//! Datastore seeding from JSON
//!
//! Lets the datastore start from a captured device state, e.g. a JSON dump
//! of a real interface's datastore.

use super::error::StoreError;
use super::store::HierarchicalStore;
use super::types::{Branch, Node, Scalar};
use anyhow::{Context, Result};
use serde_json::Value;
use std::path::Path;
use tokio::fs;
use tracing::info;

/// Convert a JSON document into a datastore node.
///
/// Objects become branches, integers stay integers, other numbers become
/// floats and booleans become 0/1. Arrays and nulls have no datastore
/// representation and are rejected.
pub fn node_from_json(value: Value) -> Result<Node, StoreError> {
    convert(value, "")
}

fn convert(value: Value, path: &str) -> Result<Node, StoreError> {
    let unsupported = |kind| StoreError::UnsupportedValue {
        path: path.to_string(),
        kind,
    };

    match value {
        Value::Object(map) => {
            let mut children = Branch::new();
            for (key, child) in map {
                let child_path = if path.is_empty() {
                    key.clone()
                } else {
                    format!("{}/{}", path, key)
                };
                children.insert(key, convert(child, &child_path)?);
            }
            Ok(Node::Branch(children))
        }
        Value::Number(n) => match n.as_i64() {
            Some(i) => Ok(Node::Leaf(Scalar::Int(i))),
            None => n
                .as_f64()
                .map(|f| Node::Leaf(Scalar::Float(f)))
                .ok_or_else(|| unsupported("number")),
        },
        Value::String(s) => Ok(Node::Leaf(Scalar::Text(s))),
        Value::Bool(b) => Ok(Node::Leaf(Scalar::Int(i64::from(b)))),
        Value::Array(_) => Err(unsupported("array")),
        Value::Null => Err(unsupported("null")),
    }
}

/// Load a datastore seed tree from a JSON file
pub async fn load_seed(path: impl AsRef<Path>) -> Result<Node> {
    let path = path.as_ref();
    let json = fs::read_to_string(path)
        .await
        .with_context(|| format!("Failed to read datastore file: {}", path.display()))?;

    let value: Value = serde_json::from_str(&json)
        .with_context(|| format!("Failed to parse datastore JSON: {}", path.display()))?;

    let node = node_from_json(value)
        .with_context(|| format!("Invalid datastore contents: {}", path.display()))?;

    Ok(node)
}

impl HierarchicalStore {
    /// Build a datastore from a JSON seed file
    pub async fn load(path: impl AsRef<Path>) -> Result<Self> {
        let path = path.as_ref();
        let store = Self::with_tree(load_seed(path).await?)
            .with_context(|| format!("Invalid datastore contents: {}", path.display()))?;

        info!("Loaded datastore state from file {}", path.display());
        Ok(store)
    }
}
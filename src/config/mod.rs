//! Configuration management for the datastore server
//!
//! Handles loading, parsing, and hot-reloading of YAML configuration files.

pub mod watcher;

use anyhow::{Context, Result};
use serde::{Deserialize, Serialize};
use std::net::{IpAddr, Ipv4Addr, SocketAddr};
use std::path::{Path, PathBuf};
use std::time::Duration;
use tokio::fs;
use tracing::info;

pub use watcher::{ConfigChange, ConfigWatcher};

/// Root configuration structure
#[derive(Debug, Clone, Default, PartialEq, Deserialize, Serialize)]
pub struct AppConfig {
    #[serde(default)]
    pub server: ServerConfig,
    #[serde(default)]
    pub datastore: DatastoreConfig,
    #[serde(default)]
    pub logging: LoggingConfig,
}

/// HTTP listener configuration
#[derive(Debug, Clone, PartialEq, Deserialize, Serialize)]
pub struct ServerConfig {
    #[serde(default = "default_bind")]
    pub bind: IpAddr,
    #[serde(default = "default_port")]
    pub port: u16,
}

/// Datastore behaviour
#[derive(Debug, Clone, PartialEq, Deserialize, Serialize)]
pub struct DatastoreConfig {
    /// JSON file with the initial device state
    #[serde(skip_serializing_if = "Option::is_none")]
    pub seed: Option<PathBuf>,
    /// Long-poll wait budget in seconds
    #[serde(default = "default_wait_budget_secs")]
    pub wait_budget_secs: u64,
}

/// Log output configuration
#[derive(Debug, Clone, PartialEq, Deserialize, Serialize)]
pub struct LoggingConfig {
    #[serde(default = "default_log_level")]
    pub level: String,
    /// Also write logs to this file
    #[serde(skip_serializing_if = "Option::is_none")]
    pub file: Option<PathBuf>,
}

impl Default for ServerConfig {
    fn default() -> Self {
        Self {
            bind: default_bind(),
            port: default_port(),
        }
    }
}

impl Default for DatastoreConfig {
    fn default() -> Self {
        Self {
            seed: None,
            wait_budget_secs: default_wait_budget_secs(),
        }
    }
}

impl Default for LoggingConfig {
    fn default() -> Self {
        Self {
            level: default_log_level(),
            file: None,
        }
    }
}

impl ServerConfig {
    pub fn socket_addr(&self) -> SocketAddr {
        SocketAddr::new(self.bind, self.port)
    }
}

impl DatastoreConfig {
    pub fn wait_budget(&self) -> Duration {
        Duration::from_secs(self.wait_budget_secs)
    }
}

impl AppConfig {
    /// Load configuration from a YAML file
    pub async fn load(path: impl AsRef<Path>) -> Result<Self> {
        let path = path.as_ref();
        let contents = fs::read_to_string(path)
            .await
            .with_context(|| format!("Failed to read config file: {}", path.display()))?;

        let config: AppConfig = serde_yaml::from_str(&contents)
            .with_context(|| format!("Failed to parse YAML config: {}", path.display()))?;

        // Validate the loaded configuration
        config.validate()?;

        Ok(config)
    }

    /// Load configuration, falling back to defaults when the file does not exist
    pub async fn load_or_default(path: impl AsRef<Path>) -> Result<Self> {
        let path = path.as_ref();
        if fs::try_exists(path).await.unwrap_or(false) {
            Self::load(path).await
        } else {
            info!("No config file at {}, using defaults", path.display());
            Ok(Self::default())
        }
    }

    /// Validate configuration
    pub fn validate(&self) -> Result<()> {
        if self.server.port == 0 {
            anyhow::bail!("server.port cannot be 0");
        }
        if self.datastore.wait_budget_secs == 0 {
            anyhow::bail!("datastore.wait_budget_secs must be at least 1");
        }
        if self.logging.level.trim().is_empty() {
            anyhow::bail!("logging.level cannot be empty");
        }
        Ok(())
    }
}

// Default value functions
fn default_bind() -> IpAddr { IpAddr::V4(Ipv4Addr::UNSPECIFIED) }
fn default_port() -> u16 { crate::api::DEFAULT_API_PORT }
fn default_wait_budget_secs() -> u64 { 15 }
fn default_log_level() -> String { "info".to_string() }
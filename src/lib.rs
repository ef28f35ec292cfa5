//! AVB Datastore - emulated audio interface parameter store
//!
//! Emulates the HTTP datastore of an AVB audio interface: a tree of mixer,
//! routing and label parameters that clients read, patch, and long-poll for
//! changes made by other clients.

pub mod api;
pub mod config;
pub mod datastore;

pub use datastore::{
    ClientId, FlatView, HierarchicalStore, Node, PollCoordinator, PollOutcome, Scalar, StoreError,
};
//! HierarchicalStore - the datastore tree with versioned merge writes
//!
//! Holds the parameter tree and the diff of the most recent write. A write
//! merges, records its diff and bumps the version tag under a single lock, so
//! the tag a poller observes always belongs to the diff it reads.

use super::codec;
use super::error::StoreError;
use super::tag::{Revision, TagWatcher, VersionTag};
use super::types::{Branch, ClientId, FlatView, Node};
use parking_lot::RwLock;
use std::sync::Arc;
use tracing::info;

struct Inner {
    /// Current datastore tree
    tree: Branch,
    /// Fragment merged by the most recent write
    last_update: Arc<Branch>,
}

/// The emulated device datastore
pub struct HierarchicalStore {
    inner: RwLock<Inner>,
    tag: VersionTag,
}

impl HierarchicalStore {
    /// Create an empty datastore
    pub fn new() -> Self {
        Self::from_branch(Branch::new())
    }

    /// Create a datastore seeded with `tree`, which must be a branch
    pub fn with_tree(tree: Node) -> Result<Self, StoreError> {
        match tree {
            Node::Branch(children) => Ok(Self::from_branch(children)),
            Node::Leaf(_) => Err(StoreError::SeedNotBranch),
        }
    }

    /// Create a datastore seeded with the children of the root
    pub fn from_branch(tree: Branch) -> Self {
        Self {
            inner: RwLock::new(Inner {
                tree,
                last_update: Arc::default(),
            }),
            tag: VersionTag::new(),
        }
    }

    /// Read the values at `path`. An empty path reads the whole datastore.
    pub fn read(&self, path: &str) -> FlatView {
        codec::view(&self.inner.read().tree, path)
    }

    /// Read the values at `path` together with the tag they belong to
    pub fn read_versioned(&self, path: &str) -> (u64, FlatView) {
        let inner = self.inner.read();
        (self.tag.read_value(), codec::view(&inner.tree, path))
    }

    /// Read the most recent write's diff at `path`
    pub fn read_last_update(&self, path: &str) -> FlatView {
        codec::view(&self.inner.read().last_update, path)
    }

    /// Merge `values` under `base_path` and return the new tag.
    ///
    /// String values are coerced to numbers where possible. The merge, the
    /// diff replacement and the tag increment happen in one critical section.
    pub fn write(
        &self,
        base_path: &str,
        values: &FlatView,
        writer: Option<ClientId>,
    ) -> Result<u64, StoreError> {
        let fragment = codec::expand(values, base_path)?;
        let diff = Arc::new(fragment.clone());

        let tag = {
            let mut inner = self.inner.write();
            codec::merge(&mut inner.tree, fragment);
            inner.last_update = Arc::clone(&diff);
            self.tag.increment(writer, diff)
        };

        info!(
            "{}: Updated datastore at '{}' ({} values), tag {}",
            display_client(writer),
            base_path,
            values.len(),
            tag
        );
        Ok(tag)
    }

    /// Current tag value
    pub fn tag(&self) -> u64 {
        self.tag.read_value()
    }

    /// Most recent identified writer
    pub fn last_writer(&self) -> Option<ClientId> {
        self.tag.read_last_writer()
    }

    /// Latest published revision
    pub fn revision(&self) -> Arc<Revision> {
        self.tag.current()
    }

    /// Register a waiter for future writes
    pub fn subscribe(&self) -> TagWatcher {
        self.tag.subscribe()
    }
}

impl Default for HierarchicalStore {
    fn default() -> Self {
        Self::new()
    }
}

pub(crate) fn display_client(client: Option<ClientId>) -> String {
    client.map_or_else(|| "anonymous".to_string(), |id| id.to_string())
}
//! Datastore module - versioned parameter tree with long-poll notification
//!
//! This module provides the emulated device datastore: a tree of mixer and
//! routing parameters addressed by slash-delimited paths, a version tag bumped
//! on every write, and the long-poll coordinator that tells clients when other
//! clients changed something they care about.

pub mod codec;
mod error;
mod poll;
mod seed;
mod store;
mod tag;
mod types;

pub use error::StoreError;
pub use poll::{PollCoordinator, PollOutcome, DEFAULT_WAIT_BUDGET};
pub use seed::{load_seed, node_from_json};
pub use store::HierarchicalStore;
pub use tag::{Revision, TagWatcher, VersionTag};
pub use types::{Branch, ClientId, FlatView, Node, Scalar};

━━━━━━━━━━━━━━━━

▶ _Problem statement_: Every line of the listing that includes the word "await" forms the answer.

▶ _Written response_:
        .await
        let store = Self::with_tree(load_seed(path).await?)
            .await
        if fs::try_exists(path).await.unwrap_or(false) {
            Self::load(path).await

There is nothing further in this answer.